Synerise, headquartered on Domaniewska Street in Warsaw's Mokotów office district, is finalising a Series C funding round estimated at 80 million euros, according to sources familiar with the negotiations. The deal, expected to be announced before the end of July, would make it one of the largest private-capital raises by a Polish software company in the past three years. The firm builds real-time behavioural AI systems — platforms that analyse millions of consumer and operational data points per second to predict everything from retail churn to physical security breaches.
The timing is impossible to ignore. Polish Prime Minister Donald Tusk has spent the past fortnight publicly warning that the country faces critical months ahead given Russian military pressure across the region. Defence ministries and critical infrastructure operators across Central Europe are scrambling for AI-powered monitoring tools that were, until recently, considered nice-to-have. Synerise has repositioned part of its product stack to serve exactly that demand, pitching what the company calls its Intelligent Data & Decision Platform to public-sector clients alongside its existing retail and banking roster.
From Retail Analytics to Critical Infrastructure
Synerise was founded in 2013 and spent its first decade selling to e-commerce and brick-and-mortar retailers who needed to personalise customer journeys at scale. PKO Bank Polski and Żabka, the convenience chain with more than 10,000 Polish outlets, are among the names that have appeared in the company's published case studies. That commercial pedigree gave the engineering team an unusual training ground: Żabka's network alone generates transaction data from roughly 5 million daily customer interactions, meaning Synerise's infrastructure was stress-tested against volumes that most enterprise AI vendors only encounter in cloud-provider benchmarks.
The company now employs around 350 people, the majority of them based at its main office at Domaniewska 49 and a secondary engineering hub near Rondo Daszyńskiego, the glass-tower cluster in Wola that has become Warsaw's de facto second CBD. It also has offices in London and Dubai, but the core R&D remains in Warsaw, where it draws from graduates of Warsaw University of Technology and the University of Warsaw's faculty of mathematics, informatics and mechanics — consistently ranked among the strongest technical programmes in Central Europe.
Why the Funding Round Matters for Warsaw's Tech Ecosystem
Warsaw's startup scene has matured considerably since the mid-2010s, but it still lacks the density of unicorn-scale exits that would anchor a self-sustaining venture capital loop. Synerise reaching or exceeding a 400 million euro post-money valuation — the figure circulating in investment circles — would matter beyond the company itself. Poland's startup database Startup Poland recorded only four Polish tech companies crossing the 100 million euro valuation threshold in 2025, and a Synerise Series C at the rumoured size would immediately recalibrate what local founders and investors consider a realistic ceiling.

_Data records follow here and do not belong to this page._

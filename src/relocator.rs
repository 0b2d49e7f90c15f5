//! Moves single files and folders without ever overwriting an existing entry

use crate::error::RelocationError;
use crate::paths::unique_path;
use std::collections::HashMap;
use std::fs;
use std::io;
use std::path::{Path, PathBuf};
use std::sync::{Arc, Mutex, PoisonError};
use tracing::{debug, warn};
use walkdir::WalkDir;

#[cfg(windows)]
const CROSS_DEVICE_ERROR: i32 = 17; // ERROR_NOT_SAME_DEVICE
#[cfg(not(windows))]
const CROSS_DEVICE_ERROR: i32 = 18; // EXDEV

/// Moves `file` into `destination_dir`, renaming on collision.
///
/// Returns `Ok(None)` when the file already sits at its destination, and
/// `Ok(Some(new_path))` once it has been moved.
pub fn relocate(file: &Path, destination_dir: &Path) -> Result<Option<PathBuf>, RelocationError> {
    fs::create_dir_all(destination_dir).map_err(|e| RelocationError::new(file, e))?;

    let file_name = file.file_name().ok_or_else(|| {
        RelocationError::new(
            file,
            io::Error::new(io::ErrorKind::InvalidInput, "path has no file name"),
        )
    })?;

    let candidate = destination_dir.join(file_name);
    if same_location(file, &candidate) {
        debug!(file = %file.display(), "already in place");
        return Ok(None);
    }

    let target = unique_path(&candidate);
    move_path(file, &target).map_err(|e| RelocationError::new(file, e))?;
    Ok(Some(target))
}

fn same_location(a: &Path, b: &Path) -> bool {
    resolve_parent(a) == resolve_parent(b)
}

// Canonicalizes the parent only, so a symlink is compared by where it
// lives rather than where it points.
fn resolve_parent(path: &Path) -> PathBuf {
    match (path.parent(), path.file_name()) {
        (Some(parent), Some(name)) => fs::canonicalize(parent)
            .map(|dir| dir.join(name))
            .unwrap_or_else(|_| path.to_path_buf()),
        _ => path.to_path_buf(),
    }
}

/// One lock per destination directory.
///
/// Holding a directory's lock across name resolution and the rename keeps
/// two workers from picking the same free name.
#[derive(Debug, Default)]
pub struct DestinationLocks {
    locks: Mutex<HashMap<PathBuf, Arc<Mutex<()>>>>,
}

impl DestinationLocks {
    pub fn new() -> Self {
        Self::default()
    }

    fn lock_for(&self, dir: &Path) -> Arc<Mutex<()>> {
        let mut locks = self.locks.lock().unwrap_or_else(PoisonError::into_inner);
        Arc::clone(locks.entry(dir.to_path_buf()).or_default())
    }

    /// [`relocate`] while holding the lock of `destination_dir`
    pub fn relocate(
        &self,
        file: &Path,
        destination_dir: &Path,
    ) -> Result<Option<PathBuf>, RelocationError> {
        let lock = self.lock_for(destination_dir);
        let _guard = lock.lock().unwrap_or_else(PoisonError::into_inner);
        relocate(file, destination_dir)
    }
}

/// Renames `src` to `dst`, copying then deleting when they sit on
/// different volumes. The source is removed only after a complete copy.
pub fn move_path(src: &Path, dst: &Path) -> io::Result<()> {
    match fs::rename(src, dst) {
        Ok(()) => Ok(()),
        Err(e) if e.raw_os_error() == Some(CROSS_DEVICE_ERROR) => {
            warn!(
                src = %src.display(),
                dst = %dst.display(),
                "rename crosses devices, falling back to copy"
            );
            copy_then_remove(src, dst)
        }
        Err(e) => Err(e),
    }
}

fn copy_then_remove(src: &Path, dst: &Path) -> io::Result<()> {
    let metadata = fs::symlink_metadata(src)?;

    if metadata.is_dir() {
        if let Err(e) = copy_dir_all(src, dst) {
            fs::remove_dir_all(dst).ok();
            return Err(e);
        }
        fs::remove_dir_all(src)
    } else {
        if let Err(e) = fs::copy(src, dst) {
            fs::remove_file(dst).ok();
            return Err(e);
        }
        fs::remove_file(src)
    }
}

fn copy_dir_all(src: &Path, dst: &Path) -> io::Result<()> {
    for entry in WalkDir::new(src) {
        let entry = entry.map_err(io::Error::from)?;
        let relative = entry
            .path()
            .strip_prefix(src)
            .map_err(|e| io::Error::new(io::ErrorKind::InvalidData, e.to_string()))?;
        let target = dst.join(relative);

        if entry.file_type().is_dir() {
            fs::create_dir_all(&target)?;
        } else {
            fs::copy(entry.path(), &target)?;
        }
    }
    Ok(())
}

For practical context: office rents along Domaniewska currently run between 18 and 22 euros per square metre per month for premium space, and Warsaw tech salaries for senior machine-learning engineers have climbed past 25,000 zloty per month gross, up roughly 18 percent since early 2024. A well-capitalised Synerise will be competing directly for the same talent pool as Google's Warsaw engineering office on Emilii Plater Street and the Polish development centres of Allegro and CD Projekt RED.
The company is also expected to announce a partnership with a pan-European public safety consortium before Q3 ends, though details remain under embargo. For anyone working in Warsaw's tech investment community, the Synerise story is worth watching closely over the next 60 days. Founders pitching AI infrastructure plays would do well to study how the company has reframed a retail analytics product as a security-critical tool — without abandoning its original commercial client base. That kind of pivot, executed without burning the existing revenue, is rare and instructive.